> WORK ORDER:
Start with the first line of the material. Repeat each line exactly through the one that contains "assert_eq!(plan.round_rest_secs, 60);".

> INPUT MATERIAL:
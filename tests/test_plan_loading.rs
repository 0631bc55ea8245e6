mod common;

use std::io::Write;

use common::fixture_path;
use xercise::error::PlanError;
use xercise::phase::{PhaseKind, outline};
use xercise::plan::{PlanLimits, PlanLoader, total_duration};

#[test]
fn loads_yaml_fixture_with_humantime_durations() {
    let result = PlanLoader::default()
        .load(&fixture_path("leg_day.yaml"))
        .expect("leg_day.yaml should load");
    let plan = result.plan;

    assert_eq!(plan.name, "Leg Day");
    assert_eq!(plan.round_count, 2);
    assert_eq!(plan.round_rest_secs, 60);
    assert_eq!(plan.exercises.len(), 3);
    assert_eq!(plan.exercises[0].id, "squats");
    assert_eq!(plan.exercises[0].work_secs, 40);
    assert_eq!(plan.exercises[1].rest_secs, 15);
    assert_eq!(plan.exercises[2].work_secs, 90);
    assert_eq!(plan.exercises[2].rest_secs, 0);
    assert!(result.warnings.is_empty());

    assert_eq!(total_duration(&plan), 710);
}

#[test]
fn outline_of_fixture_ends_at_total() {
    let plan = PlanLoader::default()
        .load(&fixture_path("leg_day.yaml"))
        .unwrap()
        .plan;
    let entries = outline(&plan);
    let last = entries.last().unwrap();
    assert_eq!(
        last.starts_at + u64::from(last.duration_secs),
        total_duration(&plan)
    );
    assert_eq!(
        entries
            .iter()
            .filter(|e| e.position.kind == PhaseKind::InterRoundRest)
            .count(),
        1
    );
}

#[test]
fn loads_json_fixture_with_defaults() {
    let plan = PlanLoader::default()
        .load(&fixture_path("quick.json"))
        .unwrap()
        .plan;
    assert_eq!(plan.round_count, 1);
    assert_eq!(plan.round_rest_secs, 0);
    assert!(!plan.id.is_empty());
    assert!(!plan.exercises[0].id.is_empty());
    assert_eq!(total_duration(&plan), 1);
}

#[test]
fn invalid_fixture_reports_every_error() {
    let err = PlanLoader::default()
        .load(&fixture_path("invalid.yaml"))
        .unwrap_err();
    let PlanError::ValidationError { errors, .. } = err else {
        panic!("expected validation error, got {err}");
    };
    let paths: Vec<&str> = errors.iter().map(|e| e.path.as_str()).collect();
    assert!(paths.contains(&"name"), "{paths:?}");
    assert!(paths.contains(&"rounds"), "{paths:?}");
    assert!(paths.contains(&"exercises[0].sets"), "{paths:?}");
    assert!(paths.contains(&"exercises[1].id"), "{paths:?}");
    assert!(paths.contains(&"exercises[1].work"), "{paths:?}");
}

#[test]
fn empty_exercise_list_loads_with_warning() {
    let result = PlanLoader::default()
        .load(&fixture_path("rest_day.yaml"))
        .unwrap();
    assert!(result.plan.exercises.is_empty());
    assert!(!result.plan.is_runnable());
    assert_eq!(result.warnings.len(), 1);
}

#[test]
fn unused_rests_are_warnings() {
    let result = PlanLoader::default()
        .load(&fixture_path("single_round_rest.yaml"))
        .unwrap();
    let locations: Vec<_> = result
        .warnings
        .iter()
        .filter_map(|w| w.location.as_deref())
        .collect();
    assert!(locations.contains(&"round_rest"));
    assert!(locations.contains(&"exercises[0].rest"));
}

#[test]
fn limits_are_enforced() {
    let loader = PlanLoader::new(PlanLimits {
        max_exercises: 2,
        ..PlanLimits::default()
    });
    let err = loader.load(&fixture_path("leg_day.yaml")).unwrap_err();
    assert!(matches!(err, PlanError::ValidationError { .. }));
    assert!(err.to_string().contains("limit: 2"));
}

#[test]
fn oversized_file_is_rejected() {
    let mut file = tempfile::Builder::new().suffix(".yaml").tempfile().unwrap();
    writeln!(file, "name: Big").unwrap();
    writeln!(file, "# {}", "x".repeat(256)).unwrap();

    let loader = PlanLoader::new(PlanLimits {
        max_file_size: 64,
        ..PlanLimits::default()
    });
    assert!(matches!(
        loader.load(file.path()),
        Err(PlanError::FileTooLarge { limit: 64, .. })
    ));
}

#[test]
fn bad_duration_string_is_a_parse_error() {
    let mut file = tempfile::Builder::new().suffix(".yaml").tempfile().unwrap();
    write!(
        file,
        "name: Bad\nexercises:\n  - name: a\n    sets: 1\n    work: soon\n"
    )
    .unwrap();
    assert!(matches!(
        PlanLoader::default().load(file.path()),
        Err(PlanError::ParseError { .. })
    ));
}

#[test]
fn unknown_extension_is_rejected() {
    let file = tempfile::Builder::new().suffix(".toml").tempfile().unwrap();
    assert!(matches!(
        PlanLoader::default().load(file.path()),
        Err(PlanError::UnsupportedFormat { .. })
    ));
}
//! `xercise` - interval workout timer

use clap::Parser;
use tokio_util::sync::CancellationToken;

use xercise::cli::args::{Cli, LogFormatArg};
use xercise::cli::commands;
use xercise::error::ExitCode;
use xercise::observability::{LogFormat, init_logging};

#[tokio::main]
async fn main() {
    let cli = Cli::parse();

    if !cli.quiet {
        let format = match cli.log_format {
            LogFormatArg::Human => LogFormat::Human,
            LogFormatArg::Json => LogFormat::Json,
        };
        init_logging(format, cli.verbose, cli.color);
    }

    let cancel = CancellationToken::new();

    // First signal cancels the workout; a second one exits immediately.
    let signal_cancel = cancel.clone();
    tokio::spawn(async move {
        let Ok(mut sigterm) =
            tokio::signal::unix::signal(tokio::signal::unix::SignalKind::terminate())
        else {
            tracing::warn!("failed to register SIGTERM handler");
            return;
        };

        tokio::select! {
            _ = tokio::signal::ctrl_c() => {}
            _ = sigterm.recv() => {}
        }

        eprintln!("\nStopping workout... (press Ctrl+C again to force)");
        signal_cancel.cancel();

        tokio::select! {
            _ = tokio::signal::ctrl_c() => std::process::exit(ExitCode::INTERRUPTED),
            _ = sigterm.recv() => std::process::exit(ExitCode::TERMINATED),
        }
    });

    let result = commands::dispatch(cli, cancel.clone()).await;

    match result {
        Ok(()) if cancel.is_cancelled() => std::process::exit(ExitCode::INTERRUPTED),
        Ok(()) => std::process::exit(ExitCode::SUCCESS),
        Err(e) => {
            eprintln!("error: {e}");
            std::process::exit(e.exit_code());
        }
    }
}
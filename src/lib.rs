//! `Xercise` - interval workout timer
//!
//! The core is a deterministic phase state machine ([`phase`]) driven
//! once per second by a session controller ([`session`]). Transitions
//! are reported as events to pluggable notifiers ([`notify`]) and
//! completed workouts to a history recorder ([`history`]).

pub mod cli;
pub mod error;
pub mod history;
pub mod notify;
pub mod observability;
pub mod phase;
pub mod plan;
pub mod session;
//! Session controller: a [`Session`] driven by a [`TickDriver`].
//!
//! The session sits behind a mutex shared with the tick task. After every
//! operation the controller reconciles the driver with the session: a
//! task runs iff the session is running and not paused, and it was
//! started for the session's current generation.

use std::ops::ControlFlow;
use std::sync::{Arc, Mutex, MutexGuard, PoisonError};
use std::time::Duration;

use tracing::trace;

use crate::error::SessionError;
use crate::history::HistoryRecorder;
use crate::notify::Notifier;
use crate::plan::WorkoutPlan;

use super::core::Session;
use super::state::SessionSnapshot;
use super::ticker::{TICK_PERIOD, TickDriver};

/// Owns one session and its clock.
///
/// Must be used from within a Tokio runtime. Dropping the controller
/// cancels any pending tick.
#[derive(Debug)]
pub struct SessionController {
    session: Arc<Mutex<Session>>,
    ticker: TickDriver,
}

impl SessionController {
    /// Creates an idle controller for `plan`.
    #[must_use]
    pub fn new(
        plan: WorkoutPlan,
        notifier: Arc<dyn Notifier>,
        recorder: Arc<dyn HistoryRecorder>,
    ) -> Self {
        Self::with_period(plan, notifier, recorder, TICK_PERIOD)
    }

    /// Creates a controller whose clock ticks every `period`.
    #[must_use]
    pub fn with_period(
        plan: WorkoutPlan,
        notifier: Arc<dyn Notifier>,
        recorder: Arc<dyn HistoryRecorder>,
        period: Duration,
    ) -> Self {
        Self {
            session: Arc::new(Mutex::new(Session::new(plan, notifier, recorder))),
            ticker: TickDriver::with_period(period),
        }
    }

    /// Starts or resumes the session.
    ///
    /// # Errors
    ///
    /// See [`Session::start`].
    pub fn start(&mut self) -> Result<(), SessionError> {
        self.apply(Session::start)
    }

    /// Pauses a running session.
    pub fn pause(&mut self) {
        self.apply(Session::pause);
    }

    /// Stops and rewinds the session.
    pub fn reset(&mut self) {
        self.apply(Session::reset);
    }

    /// Skips the current phase.
    ///
    /// # Errors
    ///
    /// See [`Session::skip`].
    pub fn skip(&mut self) -> Result<(), SessionError> {
        self.apply(Session::skip)
    }

    /// Replaces the plan and resets.
    pub fn set_plan(&mut self, plan: WorkoutPlan) {
        self.apply(|s| s.set_plan(plan));
    }

    /// Current session view.
    #[must_use]
    pub fn snapshot(&self) -> SessionSnapshot {
        lock(&self.session).snapshot()
    }

    /// Copy of the plan being run.
    #[must_use]
    pub fn plan(&self) -> WorkoutPlan {
        lock(&self.session).plan().clone()
    }

    /// Whether the clock is currently running.
    #[must_use]
    pub fn is_ticking(&self) -> bool {
        self.ticker.is_ticking()
    }

    fn apply<T>(&mut self, op: impl FnOnce(&mut Session) -> T) -> T {
        let shared = Arc::clone(&self.session);
        let mut session = lock(&shared);
        let out = op(&mut *session);
        reconcile(&mut self.ticker, &shared, &session);
        out
    }
}

fn reconcile(ticker: &mut TickDriver, shared: &Arc<Mutex<Session>>, session: &Session) {
    if !session.is_ticking() {
        ticker.stop_ticking();
        return;
    }
    let generation = session.generation();
    if ticker.generation() == Some(generation) {
        return;
    }

    let shared = Arc::clone(shared);
    ticker.start_ticking(generation, move || {
        let mut session = lock(&shared);
        if session.generation() != generation || !session.is_ticking() {
            trace!(generation, "stale tick dropped");
            return ControlFlow::Break(());
        }
        session.tick();
        if session.is_ticking() {
            ControlFlow::Continue(())
        } else {
            ControlFlow::Break(())
        }
    });
}

fn lock(session: &Mutex<Session>) -> MutexGuard<'_, Session> {
    session.lock().unwrap_or_else(PoisonError::into_inner)
}
#![no_main]

use libfuzzer_sys::fuzz_target;
use xercise::phase::Phases;
use xercise::plan::{Exercise, WorkoutPlan, total_duration};
use xercise::session::Session;

fuzz_target!(|data: &[u8]| {
    let Some((&header, body)) = data.split_first() else {
        return;
    };
    let exercises: Vec<Exercise> = body
        .chunks_exact(3)
        .take(8)
        .map(|c| {
            Exercise::new(
                "ex",
                u32::from(c[0] % 4) + 1,
                u32::from(c[1] % 16),
                u32::from(c[2] % 8),
            )
        })
        .collect();
    let plan = WorkoutPlan::new("fuzz", exercises)
        .with_rounds(u32::from(header % 4) + 1, u32::from(header >> 4));

    let sum: u64 = Phases::new(&plan).map(|p| u64::from(p.duration(&plan))).sum();
    assert_eq!(sum, total_duration(&plan));

    // Ticking a started session for the planned duration must finish it.
    let mut session = Session::detached(plan);
    if session.start().is_ok() {
        for _ in 0..sum {
            session.tick();
        }
        assert!(!session.is_ticking());
    }
});
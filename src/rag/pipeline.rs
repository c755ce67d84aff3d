//! Indexing and retrieval-augmented querying for a single contract at a time.
//!
//! Processing runs chunking, embedding, index build and clause extraction, then
//! publishes the result through a [`ClauseManifest`]: the index and records
//! blobs are written under a fresh revision and the manifest write commits
//! them. Readers only ever follow the manifest, so they never see a mixed set.

use chrono::Utc;
use futures::stream::{self, StreamExt, TryStreamExt};
use std::collections::HashMap;
use std::sync::{Arc, Mutex, RwLock};
use tokio::sync::{Mutex as AsyncMutex, OwnedSemaphorePermit, Semaphore};
use tracing::{debug, info, warn};
use uuid::Uuid;

use super::chunker::Chunker;
use super::embedder::{create_embedder, Embedder};
use super::extractor::{ClauseExtractor, ExtractedClauseRecord};
use super::generator::{GenerationRequest, Generator, OllamaGenerator};
use super::index::FlatIndex;
use super::store::{ClauseManifest, ContractStore, FsBlobStore, MANIFEST_FORMAT_VERSION};
use super::types::{
    sha256_hex, Clause, DocumentId, DocumentState, ProcessOutcome, QueryAnswer, SearchHit,
};
use crate::config::{ClauseLensConfig, RetrievalConfig};
use crate::error::{RagError, Result};

pub const ANSWER_SYSTEM_PROMPT: &str = "Answer based only on the following contract clauses:";

/// Model backends shared by every pipeline operation. Built once, then only read.
#[derive(Clone)]
pub struct Backends {
    pub embedder: Arc<dyn Embedder>,
    pub answerer: Arc<dyn Generator>,
    pub extractor: Arc<dyn Generator>,
}

pub struct BackendHealth {
    pub role: &'static str,
    pub model: String,
    pub result: Result<()>,
}
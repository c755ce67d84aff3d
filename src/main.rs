use anyhow::Result;
use clap::Parser;
use tracing_subscriber::EnvFilter;

use clauselens::cli::{self, Args};

#[tokio::main]
async fn main() -> Result<()> {
    let args = Args::parse();
    init_tracing(args.verbose);
    cli::run(args).await
}

fn init_tracing(verbose: bool) {
    let default = if verbose {
        "clauselens=debug"
    } else {
        "clauselens=info"
    };
    let filter = EnvFilter::try_from_default_env().unwrap_or_else(|_| EnvFilter::new(default));
    let _ = tracing_subscriber::fmt()
        .with_env_filter(filter)
        .with_writer(std::io::stderr)
        .with_target(false)
        .try_init();
}
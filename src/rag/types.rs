use chrono::{DateTime, Utc};
use serde::{Deserialize, Serialize};
use sha2::{Digest, Sha256};
use std::fmt;

/// Content-derived identity of a contract document.
#[derive(Debug, Clone, PartialEq, Eq, Hash, Serialize, Deserialize)]
#[serde(transparent)]
pub struct DocumentId(String);

impl DocumentId {
    const FINGERPRINT_LEN: usize = 32;

    /// Fingerprint raw document bytes. Identical bytes always map to the same id.
    pub fn fingerprint(bytes: &[u8]) -> Self {
        let digest = sha256_hex(bytes);
        Self(digest[..Self::FINGERPRINT_LEN].to_string())
    }

    pub fn as_str(&self) -> &str {
        &self.0
    }
}

impl From<&str> for DocumentId {
    fn from(value: &str) -> Self {
        Self(value.to_string())
    }
}

impl From<String> for DocumentId {
    fn from(value: String) -> Self {
        Self(value)
    }
}

impl fmt::Display for DocumentId {
    fn fmt(&self, f: &mut fmt::Formatter<'_>) -> fmt::Result {
        f.write_str(&self.0)
    }
}

#[derive(Debug, Clone, PartialEq, Eq, Serialize, Deserialize)]
pub struct Clause {
    pub position: usize,
    pub text: String,
}

/// A single nearest-neighbour result. `distance` is squared L2.
#[derive(Debug, Clone, Copy, PartialEq, Serialize, Deserialize)]
pub struct SearchHit {
    pub position: usize,
    pub distance: f32,
}

#[derive(Debug, Clone, PartialEq, Serialize, Deserialize)]
#[serde(tag = "state", rename_all = "snake_case")]
pub enum DocumentState {
    Unprocessed,
    /// Indexed documents are queryable.
    Indexed {
        revision: String,
        clauses: usize,
        embedding_model: String,
        processed_at: DateTime<Utc>,
    },
}

impl DocumentState {
    pub fn is_queryable(&self) -> bool {
        matches!(self, DocumentState::Indexed { .. })
    }
}

#[derive(Debug, Clone, Serialize, Deserialize)]
pub struct ProcessOutcome {
    pub status: String,
    pub clauses_processed: usize,
    pub revision: String,
    pub repaired_records: usize,
}

#[derive(Debug, Clone, Serialize, Deserialize)]
pub struct QueryAnswer {
    pub answer: String,
    pub sources: Vec<SearchHit>,
}

pub(crate) fn sha256_hex(bytes: &[u8]) -> String {
    let mut hasher = Sha256::new();
    hasher.update(bytes);
    format!("{:x}", hasher.finalize())
}

#[cfg(test)]
mod tests {
    use super::*;

    #[test]
    fn test_fingerprint_stable() {
        let a = DocumentId::fingerprint(b"contract body");
        let b = DocumentId::fingerprint(b"contract body");
        let c = DocumentId::fingerprint(b"other body");

        assert_eq!(a, b);
        assert_ne!(a, c);
        assert_eq!(a.as_str().len(), 32);
        assert!(a.as_str().chars().all(|ch| ch.is_ascii_hexdigit()));
    }

    #[test]
    fn test_state_serialization() {
        let json = serde_json::to_value(DocumentState::Unprocessed).unwrap();
        assert_eq!(json["state"], "unprocessed");
        assert!(!DocumentState::Unprocessed.is_queryable());
    }
}
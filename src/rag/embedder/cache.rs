use async_trait::async_trait;
use std::collections::{HashMap, VecDeque};
use std::sync::{Arc, Mutex};

use super::Embedder;
use crate::error::{RagError, Result};
use crate::rag::types::sha256_hex;

#[derive(Default)]
struct CacheState {
    vectors: HashMap<String, Vec<f32>>,
    order: VecDeque<String>,
}

/// Bounded FIFO cache in front of another embedder, keyed by the SHA-256 of the input.
pub struct CachedEmbedder {
    inner: Arc<dyn Embedder>,
    capacity: usize,
    state: Mutex<CacheState>,
}

impl CachedEmbedder {
    pub fn new(inner: Arc<dyn Embedder>, capacity: usize) -> Self {
        Self {
            inner,
            capacity: capacity.max(1),
            state: Mutex::new(CacheState::default()),
        }
    }

    pub fn len(&self) -> usize {
        self.state.lock().map(|s| s.vectors.len()).unwrap_or(0)
    }

    pub fn is_empty(&self) -> bool {
        self.len() == 0
    }

    fn lookup(&self, key: &str) -> Option<Vec<f32>> {
        let state = self.state.lock().ok()?;
        state.vectors.get(key).cloned()
    }

    fn store(&self, key: String, vector: &[f32]) {
        let Ok(mut state) = self.state.lock() else {
            return;
        };
        if state.vectors.contains_key(&key) {
            return;
        }
        while state.vectors.len() >= self.capacity {
            match state.order.pop_front() {
                Some(oldest) => {
                    state.vectors.remove(&oldest);
                }
                None => break,
            }
        }
        state.order.push_back(key.clone());
        state.vectors.insert(key, vector.to_vec());
    }
}

fn short_batch(expected: usize, received: usize) -> RagError {
    RagError::unavailable(
        "embedding",
        format!("expected {} embeddings, received {}", expected, received),
    )
}

#[async_trait]
impl Embedder for CachedEmbedder {
    async fn embed(&self, text: &str) -> Result<Vec<f32>> {
        let key = sha256_hex(text.as_bytes());
        if let Some(vector) = self.lookup(&key) {
            return Ok(vector);
        }
        let vector = self.inner.embed(text).await?;
        self.store(key, &vector);
        Ok(vector)
    }

    async fn embed_batch(&self, texts: &[String]) -> Result<Vec<Vec<f32>>> {
        let keys: Vec<String> = texts.iter().map(|t| sha256_hex(t.as_bytes())).collect();
        let mut vectors: Vec<Option<Vec<f32>>> = keys.iter().map(|k| self.lookup(k)).collect();

        let missing: Vec<usize> = (0..texts.len()).filter(|&i| vectors[i].is_none()).collect();
        if !missing.is_empty() {
            let inputs: Vec<String> = missing.iter().map(|&i| texts[i].clone()).collect();
            let fresh = self.inner.embed_batch(&inputs).await?;
            if fresh.len() != missing.len() {
                return Err(short_batch(missing.len(), fresh.len()));
            }
            for (&i, vector) in missing.iter().zip(fresh) {
                self.store(keys[i].clone(), &vector);
                vectors[i] = Some(vector);
            }
        }

        vectors
            .into_iter()
            .collect::<Option<Vec<_>>>()
            .ok_or_else(|| short_batch(texts.len(), 0))
    }

    fn dimensions(&self) -> usize {
        self.inner.dimensions()
    }

    fn model_name(&self) -> &str {
        self.inner.model_name()
    }

    async fn health_check(&self) -> Result<()> {
        self.inner.health_check().await
    }
}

> SOLUTION FOR THIS EXERCISE:
filename tests/test_plan_loading.rs
repository 0631bc55ea8245e6
mod common;

use std::io::Write;

use common::fixture_path;
use xercise::error::PlanError;
use xercise::phase::{PhaseKind, outline};
use xercise::plan::{PlanLimits, PlanLoader, total_duration};

#[test]
fn loads_yaml_fixture_with_humantime_durations() {
    let result = PlanLoader::default()
        .load(&fixture_path("leg_day.yaml"))
        .expect("leg_day.yaml should load");
    let plan = result.plan;

    assert_eq!(plan.name, "Leg Day");
    assert_eq!(plan.round_count, 2);
    assert_eq!(plan.round_rest_secs, 60);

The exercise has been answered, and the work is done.